Task details: Please retype the records below exactly, from the first line down to and including the line with "use tempfile::TempDir;".

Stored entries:
//! Integration tests for the load, store and export pipeline.
//!
//! Each test works on a scratch directory holding the source file, a
//! file-backed collection and the export.

#![allow(
    clippy::unwrap_used,
    clippy::expect_used,
    clippy::panic,
    clippy::too_many_lines
)]

use healthcare_loader::config::ReplaceMode;
use healthcare_loader::io::{ExportService, ImportOptions, ImportService};
use healthcare_loader::services::{
    IntegrityService, Pipeline, PipelineConfig, RoundTripMismatch, compare_tables,
};
use healthcare_loader::storage::{IndexSpec, MemoryDocumentStore, SqliteDocumentStore};
use healthcare_loader::{DocumentStore, Error, Field, Value};
use std::path::{Path, PathBuf};
use tempfile::TempDir;

const HEADER: &str = "Name,Age,Gender,Blood Type,Medical Condition,Date of Admission,Doctor,Hospital,Insurance Provider,Billing Amount,Room Number,Admission Type,Discharge Date,Medication,Test Results";

const ROWS: &[&str] = &[
    "Bobby JacksOn,30,Male,B-,Cancer,2024-01-31,Matthew Smith,Sons and Miller,Blue Cross,18856.281305978155,328,Urgent,2024-02-02,Paracetamol,Normal",
    "LesLie TErRy,62,Male,A+,Obesity,2019-08-20,Samantha Davies,Kim Inc,Medicare,33643.327286577885,265,Emergency,2019-08-26,Ibuprofen,Inconclusive",
    "DaNnY sMitH,76,Female,A-,Obesity,2022-09-22,Tiffany Mitchell,Cook PLC,Aetna,27955.096078842456,205,Emergency,2022-10-07,Aspirin,Normal",
    "andrEw waTtS,28,Female,O+,Diabetes,2020-11-18,Kevin Wells,\"Hernandez Rogers and Vang,\",Medicare,37909.78240987528,450,Elective,2020-12-18,Ibuprofen,Abnormal",
    "adrIENNE bEll,43,Female,AB+,Cancer,2022-09-19,Kathleen Hanna,White-White,Aetna,14238.317813937623,458,Urgent,2022-10-09,Penicillin,Abnormal",
    "EMILY JOHNSOn,36,Male,A+,Asthma,2023-12-20,Taylor Newton,Nunez-Humphrey,UnitedHealthcare,48145.11095104189,389,Urgent,2023-12-24,Ibuprofen,Normal",
    "edwArD EDWaRDs,21,Female,AB-,Diabetes,2020-11-03,Kelly Olson,Group Middleton,Medicare,19580.87234486093,389,Emergency,2020-11-15,Paracetamol,Inconclusive",
];

struct Workspace {
    dir: TempDir,
}

impl Workspace {
    fn new() -> Self {
        Self {
            dir: TempDir::new().unwrap(),
        }
    }

    fn write_source(&self, name: &str, rows: &[&str]) -> PathBuf {
        let path = self.dir.path().join(name);
        let mut contents = format!("{HEADER}\n");
        for row in rows {
            contents.push_str(row);
            contents.push('\n');
        }
        std::fs::write(&path, contents).unwrap();
        path
    }

    fn path(&self, name: &str) -> PathBuf {
        self.dir.path().join(name)
    }

    fn store(&self) -> SqliteDocumentStore {
        SqliteDocumentStore::open(self.path("healthcare.db"), "patients").unwrap()
    }
}

fn load(store: &dyn DocumentStore, source: &Path) -> usize {
    ImportService::new()
        .import_into(store, source, &ImportOptions::default())
        .unwrap()
        .inserted
}

#[test]
fn test_every_field_present_and_typed_after_load() {
    let ws = Workspace::new();
    let source = ws.write_source("source.csv", ROWS);
    let store = ws.store();

    assert_eq!(load(&store, &source), ROWS.len());

    let documents = store.find_all().unwrap();
    assert_eq!(documents.len(), ROWS.len());
    for stored in &documents {
        for field in Field::ALL {
            let value = stored
                .document
                .get(field.name())
                .unwrap_or_else(|| panic!("missing {field}"));
            assert!(!value.is_empty(), "{field} is empty");
        }
        assert!(matches!(stored.document.get("Age"), Some(Value::Int(_))));
        assert!(matches!(
            stored.document.get("Billing Amount"),
            Some(Value::Float(_))
        ));
        assert!(matches!(
            stored.document.get("Date of Admission"),
            Some(Value::DateTime(_))
        ));
        assert!(matches!(
            stored.document.get("Discharge Date"),
            Some(Value::DateTime(_))
        ));
    }

    let report = IntegrityService::new().check(&store).unwrap();
    assert!(report.is_clean(), "{report}");
}

#[test]
fn test_round_trip_preserves_rows_columns_and_values() {
    let ws = Workspace::new();
    let source = ws.write_source("source.csv", ROWS);
    let export = ws.path("exported_healthcare_dataset.csv");
    let store = ws.store();

    load(&store, &source);
    let result = ExportService::new().export_to_file(&store, &export).unwrap();
    assert_eq!(result.exported, ROWS.len());

    let importer = ImportService::new();
    let source_table = importer.load_file(&source).unwrap();
    let exported_table = importer.load_file(&export).unwrap();

    assert_eq!(exported_table.row_count(), source_table.row_count());
    assert_eq!(exported_table.column_names(), source_table.column_names());
    for (left, right) in source_table
        .records
        .iter()
        .zip(&exported_table.records)
        .take(5)
    {
        assert_eq!(left, right);
    }
    assert!(compare_tables(&source_table, &exported_table, 5).is_empty());

    // Byte-level: the header line is reproduced exactly
    let text = std::fs::read_to_string(&export).unwrap();
    assert_eq!(text.lines().next(), Some(HEADER));
}

#[test]
fn test_round_trip_keeps_source_column_order() {
    let ws = Workspace::new();
    let path = ws.path("reordered.csv");
    std::fs::write(
        &path,
        "Test Results,Name,Age,Gender,Blood Type,Medical Condition,Date of Admission,Doctor,Hospital,Insurance Provider,Billing Amount,Room Number,Admission Type,Discharge Date,Medication\n\
         Normal,Ada,45,Female,A+,Diabetes,2024-01-01,Dr. Lee,Mercy,Aetna,1200.5,12,Elective,2024-01-03,Aspirin\n",
    )
    .unwrap();
    let store = ws.store();
    load(&store, &path);

    let export = ws.path("out.csv");
    let result = ExportService::new().export_to_file(&store, &export).unwrap();
    assert_eq!(result.columns[0], "Test Results");
    assert_eq!(
        std::fs::read_to_string(&export).unwrap(),
        std::fs::read_to_string(&path).unwrap()
    );
}

#[test]
fn test_round_trip_keeps_full_precision_amounts() {
    let ws = Workspace::new();
    let rows: Vec<String> = ["14304.829660047977", "1200.5", "0.1", "45820.0"]
        .iter()
        .enumerate()
        .map(|(i, amount)| {
            format!(
                "Patient {i},40,Male,O+,Asthma,2024-01-0{},Dr. Ray,Mercy,Aetna,{amount},101,Urgent,2024-02-01,Aspirin,Normal",
                i + 1
            )
        })
        .collect();
    let row_refs: Vec<&str> = rows.iter().map(String::as_str).collect();
    let source = ws.write_source("amounts.csv", &row_refs);
    let export = ws.path("amounts_exported.csv");
    let store = ws.store();

    Pipeline::run(&store, &PipelineConfig::new(&source).with_export(&export)).unwrap();

    let stored = store.find_all().unwrap();
    assert_eq!(
        stored[0].document.get("Billing Amount"),
        Some(&Value::Float(14_304.829_660_047_977))
    );

    let importer = ImportService::new();
    let original = importer.load_file(&source).unwrap();
    let exported = importer.load_file(&export).unwrap();
    assert_eq!(exported.records, original.records);
    assert_eq!(
        std::fs::read_to_string(&export).unwrap(),
        std::fs::read_to_string(&source).unwrap()
    );
}

#[test]
fn test_replace_all_is_idempotent() {
    let ws = Workspace::new();
    let source = ws.write_source("source.csv", ROWS);
    let store = ws.store();

    load(&store, &source);
    let second = ImportService::new()
        .import_into(&store, &source, &ImportOptions::default())
        .unwrap();

    assert_eq!(second.deleted, ROWS.len());
    assert_eq!(second.inserted, ROWS.len());
    assert_eq!(store.count().unwrap(), ROWS.len());
    assert!(
        IntegrityService::new()
            .check(&store)
            .unwrap()
            .duplicate_groups
            .is_empty()
    );
}

#[test]
fn test_atomic_replace_is_idempotent() {
    let ws = Workspace::new();
    let source = ws.write_source("source.csv", ROWS);
    let store = ws.store();
    let options = ImportOptions::default().with_replace_mode(ReplaceMode::Atomic);

    for _ in 0..2 {
        ImportService::new()
            .import_into(&store, &source, &options)
            .unwrap();
    }
    assert_eq!(store.count().unwrap(), ROWS.len());
}

#[test]
fn test_three_row_scenario() {
    let ws = Workspace::new();
    let source = ws.write_source("three.csv", &ROWS[..3]);
    let export = ws.path("three_exported.csv");
    let store = ws.store();

    let outcome = Pipeline::run(&store, &PipelineConfig::new(&source).with_export(&export)).unwrap();
    assert_eq!(outcome.import.inserted, 3);
    assert_eq!(store.count().unwrap(), 3);

    let exported = ImportService::new().load_file(&export).unwrap();
    let original = ImportService::new().load_file(&source).unwrap();
    assert_eq!(exported.row_count(), 3);
    assert_eq!(exported.records, original.records);
}

#[test]
fn test_duplicate_scenario_reports_one_group() {
    let ws = Workspace::new();
    let source = ws.write_source("dupes.csv", &[ROWS[0], ROWS[1], ROWS[0]]);
    let store = ws.store();

    load(&store, &source);
    let report = IntegrityService::new().check(&store).unwrap();

    assert_eq!(report.duplicate_groups.len(), 1);
    let group = &report.duplicate_groups[0];
    assert!(group.count > 1);
    assert_eq!(group.key[0], Value::from("Bobby JacksOn"));
    assert!(!report.is_clean());
}

#[test]
fn test_reject_duplicates_keeps_previous_contents() {
    let ws = Workspace::new();
    let good = ws.write_source("good.csv", &ROWS[..2]);
    let dupes = ws.write_source("dupes.csv", &[ROWS[0], ROWS[0]]);
    let store = ws.store();
    load(&store, &good);

    let err = ImportService::new()
        .import_into(
            &store,
            &dupes,
            &ImportOptions::default().with_reject_duplicates(true),
        )
        .unwrap_err();
    assert!(matches!(err, Error::DuplicateRecords { groups: 1 }));
    assert_eq!(store.count().unwrap(), 2);
}

#[test]
fn test_coercion_failure_aborts_before_any_write() {
    let ws = Workspace::new();
    let good = ws.write_source("good.csv", &ROWS[..2]);
    let bad_row = ROWS[2].replace(",76,", ",seventy-six,");
    let bad = ws.write_source("bad.csv", &[ROWS[3], &bad_row]);
    let store = ws.store();
    load(&store, &good);

    let err = ImportService::new()
        .import_into(&store, &bad, &ImportOptions::default())
        .unwrap_err();
    match err {
        Error::Coercion {
            row, column, value, ..
        } => {
            assert_eq!(row, 2);
            assert_eq!(column, "Age");
            assert_eq!(value, "seventy-six");
        },
        other => panic!("unexpected error: {other}"),
    }
    // The load failed before the store was touched
    assert_eq!(store.count().unwrap(), 2);
}

#[test]
fn test_lookup_indexes_declared_non_unique() {
    let ws = Workspace::new();
    let source = ws.write_source("source.csv", &[ROWS[5], ROWS[6]]);
    let store = ws.store();
    load(&store, &source);

    let indexes = store.list_indexes().unwrap();
    assert!(indexes.contains(&IndexSpec::name_index()));
    assert!(indexes.contains(&IndexSpec::admission_date_index()));
    assert!(indexes.iter().all(|spec| !spec.unique));

    // Both rows share Room Number 389 but differ by the indexed fields
    let by_name = store
        .find_by("Name", &Value::from("EMILY JOHNSOn"))
        .unwrap();
    assert_eq!(by_name.len(), 1);
}

#[test]
fn test_collection_persists_across_connections() {
    let ws = Workspace::new();
    let source = ws.write_source("source.csv", ROWS);

    {
        let store = ws.store();
        load(&store, &source);
        store.close().unwrap();
    }

    let reopened = ws.store();
    assert_eq!(reopened.count().unwrap(), ROWS.len());
    let report = IntegrityService::new().check(&reopened).unwrap();
    assert!(report.is_clean(), "{report}");
}

#[test]
fn test_memory_and_sqlite_backends_agree() {
    let ws = Workspace::new();
    let source = ws.write_source("source.csv", ROWS);
    let sqlite = ws.store();
    let memory = MemoryDocumentStore::new("patients");

    load(&sqlite, &source);
    load(&memory, &source);

    let mut from_sqlite = Vec::new();
    let mut from_memory = Vec::new();
    ExportService::new()
        .export_to_writer(&sqlite, &mut from_sqlite)
        .unwrap();
    ExportService::new()
        .export_to_writer(&memory, &mut from_memory)
        .unwrap();
    assert_eq!(from_sqlite, from_memory);
}

#[test]
fn test_export_round_trip_mismatch_detected() {
    let ws = Workspace::new();
    let source = ws.write_source("source.csv", &ROWS[..3]);
    let other = ws.write_source("other.csv", &ROWS[1..3]);

    let importer = ImportService::new();
    let mismatches = compare_tables(
        &importer.load_file(&source).unwrap(),
        &importer.load_file(&other).unwrap(),
        5,
    );
    assert!(mismatches.contains(&RoundTripMismatch::RowCount {
        source: 3,
        exported: 2
    }));
    assert!(
        mismatches
            .iter()
            .any(|m| matches!(m, RoundTripMismatch::Value { row: 1, .. }))
    );
}

#[test]
fn test_missing_source_is_io_error() {
    let ws = Workspace::new();
    let store = ws.store();
    let err = ImportService::new()
        .import_into(&store, &ws.path("absent.csv"), &ImportOptions::default())
        .unwrap_err();
    assert!(matches!(err, Error::Io { .. }));
}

Answer space:
//! Integration tests for the load, store and export pipeline.
//!
//! Each test works on a scratch directory holding the source file, a
//! file-backed collection and the export.

#![allow(
    clippy::unwrap_used,
    clippy::expect_used,
    clippy::panic,
    clippy::too_many_lines
)]

use healthcare_loader::config::ReplaceMode;
use healthcare_loader::io::{ExportService, ImportOptions, ImportService};
use healthcare_loader::services::{
    IntegrityService, Pipeline, PipelineConfig, RoundTripMismatch, compare_tables,
};
use healthcare_loader::storage::{IndexSpec, MemoryDocumentStore, SqliteDocumentStore};
use healthcare_loader::{DocumentStore, Error, Field, Value};
use std::path::{Path, PathBuf};
use tempfile::TempDir;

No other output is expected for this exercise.